Birthing a Ministry
Updated: Apr 5, 2020
It’s amazing to me the parallels of birthing a baby and birthing a ministry! Both are quite the process! Being a parent begins as a far away dream, then a hope and eventually a plan. But even once you become pregnant, it takes awhile before the reality sets in that you are going to give birth to a new life. And then the actual birthing process can be quite an adventure! (Can I get an Amen! from all the moms?!) But finally that dream becomes a reality—you have a baby!
Well, the “birthing" process is an amazing analogy for me as I have very much felt like I've been awaiting the arrival of a different kind of “baby.” Isaiah 61 Ministries is a dream the Lord gave me years ago, though I have not yet been able to pinpoint a specific time. It is something I have greatly desired but it took a very long time before I actually believed it might happen one day. I recently found a prayer in my journals dated May 26, 2006, almost 13 years ago! At some point I may share the entire prayer but I began that prayer with this simple request:
Lord, I’m praying for the birth
of Isaiah 61 Ministries.
And today, as I launch my website, I am yet another step closer to my God-given dream becoming a reality!
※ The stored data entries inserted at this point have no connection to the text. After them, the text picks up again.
//! In-memory stand-ins for S3 and for the event sink.

use async_trait::async_trait;
use aws_sdk_s3::types::CompletedPart;
use std::collections::{HashMap, HashSet};
use std::sync::atomic::{AtomicUsize, Ordering};
use std::sync::{Arc, Mutex, MutexGuard, PoisonError};
use std::time::Duration;
use typed_builder::TypedBuilder;

use super::api::{CopyUploadPart, RegionClients, RequestOptions, S3Api};
use super::attributes::CopyAttributes;
use super::events::{CopyEvent, EventSink};
use super::S3Object;
use crate::types::BoxError;

fn lock<T>(mutex: &Mutex<T>) -> MutexGuard<'_, T> {
    mutex.lock().unwrap_or_else(PoisonError::into_inner)
}

fn fail_with(message: &Option<String>) -> Result<(), BoxError> {
    match message {
        Some(message) => Err(message.clone().into()),
        None => Ok(()),
    }
}

/// An [S3Api] which counts its calls and fails on demand.
///
/// Parts are given the entity tag `etag-{part_number}`.
#[derive(Debug, TypedBuilder)]
pub struct MockS3Api {
    /// Content length returned by `HeadObject`.
    #[builder(default, setter(strip_option))]
    content_length: Option<i64>,
    #[builder(default = Some("an-id".to_string()))]
    upload_id: Option<String>,
    #[builder(default, setter(strip_option, into))]
    head_error: Option<String>,
    #[builder(default, setter(strip_option, into))]
    copy_error: Option<String>,
    #[builder(default, setter(strip_option, into))]
    create_error: Option<String>,
    #[builder(default, setter(strip_option, into))]
    complete_error: Option<String>,
    #[builder(default, setter(strip_option, into))]
    abort_error: Option<String>,
    #[builder(default, setter(strip_option, into))]
    delete_error: Option<String>,
    /// Parts whose copy fails with `part {part_number} failed`.
    #[builder(default, setter(into))]
    failing_parts: HashSet<i32>,
    /// How long the copy of a part takes.
    #[builder(default, setter(into))]
    part_delays: HashMap<i32, Duration>,

    #[builder(default, setter(skip))]
    head_object_calls: AtomicUsize,
    #[builder(default, setter(skip))]
    copy_object_calls: AtomicUsize,
    #[builder(default, setter(skip))]
    create_multipart_upload_calls: AtomicUsize,
    #[builder(default, setter(skip))]
    complete_multipart_upload_calls: AtomicUsize,
    #[builder(default, setter(skip))]
    abort_multipart_upload_calls: AtomicUsize,
    #[builder(default, setter(skip))]
    delete_object_calls: AtomicUsize,
    #[builder(default, setter(skip))]
    part_calls: Mutex<Vec<(i32, String)>>,
    #[builder(default, setter(skip))]
    completed_parts: Mutex<Vec<Vec<String>>>,
    #[builder(default, setter(skip))]
    deleted: Mutex<Vec<S3Object>>,
}

impl Default for MockS3Api {
    fn default() -> Self {
        Self::builder().build()
    }
}

impl MockS3Api {
    pub fn head_object_calls(&self) -> usize {
        self.head_object_calls.load(Ordering::SeqCst)
    }

    pub fn copy_object_calls(&self) -> usize {
        self.copy_object_calls.load(Ordering::SeqCst)
    }

    pub fn create_multipart_upload_calls(&self) -> usize {
        self.create_multipart_upload_calls.load(Ordering::SeqCst)
    }

    pub fn upload_part_copy_calls(&self) -> usize {
        lock(&self.part_calls).len()
    }

    pub fn complete_multipart_upload_calls(&self) -> usize {
        self.complete_multipart_upload_calls.load(Ordering::SeqCst)
    }

    pub fn abort_multipart_upload_calls(&self) -> usize {
        self.abort_multipart_upload_calls.load(Ordering::SeqCst)
    }

    pub fn delete_object_calls(&self) -> usize {
        self.delete_object_calls.load(Ordering::SeqCst)
    }

    /// Part numbers and ranges, in the order the copies started.
    pub fn part_calls(&self) -> Vec<(i32, String)> {
        lock(&self.part_calls).clone()
    }

    /// The entity tags sent with each `CompleteMultipartUpload`.
    pub fn completed_parts(&self) -> Vec<Vec<String>> {
        lock(&self.completed_parts).clone()
    }

    pub fn deleted(&self) -> Vec<S3Object> {
        lock(&self.deleted).clone()
    }
}

#[async_trait]
impl S3Api for MockS3Api {
    async fn head_object(
        &self,
        _object: &S3Object,
        _options: &RequestOptions,
    ) -> Result<Option<i64>, BoxError> {
        self.head_object_calls.fetch_add(1, Ordering::SeqCst);
        fail_with(&self.head_error)?;
        Ok(self.content_length)
    }

    async fn copy_object(
        &self,
        _source: &S3Object,
        _destination: &S3Object,
        _attributes: &CopyAttributes,
        _options: &RequestOptions,
    ) -> Result<Option<String>, BoxError> {
        self.copy_object_calls.fetch_add(1, Ordering::SeqCst);
        fail_with(&self.copy_error)?;
        Ok(Some("etag".to_string()))
    }

    async fn create_multipart_upload(
        &self,
        _destination: &S3Object,
        _attributes: &CopyAttributes,
        _options: &RequestOptions,
    ) -> Result<Option<String>, BoxError> {
        self.create_multipart_upload_calls
            .fetch_add(1, Ordering::SeqCst);
        fail_with(&self.create_error)?;
        Ok(self.upload_id.clone())
    }

    async fn upload_part_copy(
        &self,
        part: CopyUploadPart<'_>,
        _options: &RequestOptions,
    ) -> Result<Option<String>, BoxError> {
        let part_number = part.part_number;
        lock(&self.part_calls).push((part_number, part.byte_range.to_string()));
        if let Some(delay) = self.part_delays.get(&part_number) {
            tokio::time::sleep(*delay).await;
        }
        if self.failing_parts.contains(&part_number) {
            return Err(format!("part {part_number} failed").into());
        }
        Ok(Some(format!("etag-{part_number}")))
    }

    async fn complete_multipart_upload(
        &self,
        _destination: &S3Object,
        _upload_id: &str,
        parts: Vec<CompletedPart>,
        _attributes: &CopyAttributes,
        _options: &RequestOptions,
    ) -> Result<(), BoxError> {
        self.complete_multipart_upload_calls
            .fetch_add(1, Ordering::SeqCst);
        lock(&self.completed_parts).push(
            parts
                .iter()
                .filter_map(|part| part.e_tag().map(str::to_owned))
                .collect(),
        );
        fail_with(&self.complete_error)
    }

    async fn abort_multipart_upload(
        &self,
        _destination: &S3Object,
        _upload_id: &str,
        _attributes: &CopyAttributes,
        _options: &RequestOptions,
    ) -> Result<(), BoxError> {
        self.abort_multipart_upload_calls
            .fetch_add(1, Ordering::SeqCst);
        fail_with(&self.abort_error)
    }

    async fn delete_object(
        &self,
        object: &S3Object,
        _attributes: &CopyAttributes,
        _options: &RequestOptions,
    ) -> Result<(), BoxError> {
        self.delete_object_calls.fetch_add(1, Ordering::SeqCst);
        fail_with(&self.delete_error)?;
        lock(&self.deleted).push(object.clone());
        Ok(())
    }
}

/// [RegionClients] handing out fixed clients, or a default [MockS3Api] for
/// regions without one.
#[derive(Debug, Default)]
pub struct StaticRegionClients {
    clients: HashMap<String, Arc<dyn S3Api>>,
}

impl StaticRegionClients {
    pub fn with_client(mut self, region: impl Into<String>, client: Arc<dyn S3Api>) -> Self {
        self.clients.insert(region.into(), client);
        self
    }
}

impl RegionClients for StaticRegionClients {
    fn client_for_region(&self, region: &str) -> Arc<dyn S3Api> {
        self.clients
            .get(region)
            .cloned()
            .unwrap_or_else(|| Arc::new(MockS3Api::default()))
    }
}

/// An [EventSink] keeping every event.
#[derive(Debug, Default)]
pub struct RecordingSink {
    events: Mutex<Vec<CopyEvent>>,
}

impl RecordingSink {
    pub fn events(&self) -> Vec<CopyEvent> {
        lock(&self.events).clone()
    }

    /// Whether an event rendered exactly as `message` was emitted.
    pub fn contains(&self, message: &str) -> bool {
        lock(&self.events)
            .iter()
            .any(|event| event.to_string() == message)
    }
}

impl EventSink for RecordingSink {
    fn emit(&self, event: CopyEvent) {
        lock(&self.events).push(event);
    }
}
//! Types shared across the crate.

use std::error::Error as StdError;

/// A boxed, thread-safe error returned by remote calls.
///
/// Errors raised by the AWS SDK keep their concrete type inside the box, so
/// callers can `downcast_ref` to the specific `SdkError` when they need to.
pub type BoxError = Box<dyn StdError + Send + Sync>;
Over a year ago, I felt like I finally made it to the "delivery room" and have been in "labor" ever since, regularly experiencing the "birthing pains" of getting a ministry up and functional. After a lot of paperwork and a visit to the lawyer's office, Isaiah 61 Ministries, Inc. became an official corporation with the State of Virginia on November 8, 2017. It would then take more than seven months (yes, 7 months!) of me battling IRS paperwork to become a Nonprofit 501(c)(3) but that hurdle was officially behind me June 15, 2018. Then the task of finding office space which ended with God going above and beyond in providing and answering some very specific requests for location and cost! And now for the last 2 ½ months, we have been tackling the necessary renovations to the office, which are so close to being finished I can almost taste the sweet victory! All in the midst of a more-than-full-time job AND becoming a grandma to grandson #2!!! WHEW! What a year it has been!!!
I wish I could adequately convey how very much God was and is all over this last year and the birthing process of this ministry!!! Everything has had to be a God-thing! From a worldly perspective, I could say it’s been a DIY project. And yes, I’ve had MUCH help, especially from my family. But in all honesty, it truly has been God. God is the One Who planted the seed all those years ago. God is the One Who has kept the dream alive, even in spite of my times of doubt and unbelief, and there have been many. God is the One Who said 2017 would mark the beginning of the fulfillment of His word to me. And God is the One Who has put the finish line in plain sight!!! I am absolutely school-girl giddy with excitement! Yet, can quickly be reduced to tears at the very thought my God would be so very good to me!!! And just for fun, God timed it all out so I could launch this website on my 54th birthday—is God the best or what?!?!
And just as in childbirth, all the pain, sweat and anguish are fast becoming a distant memory and I am left simply rejoicing! Yes, I am certainly rejoicing for the birth of Isaiah 61 Ministries, Inc., but so much more at the goodness of my God!!!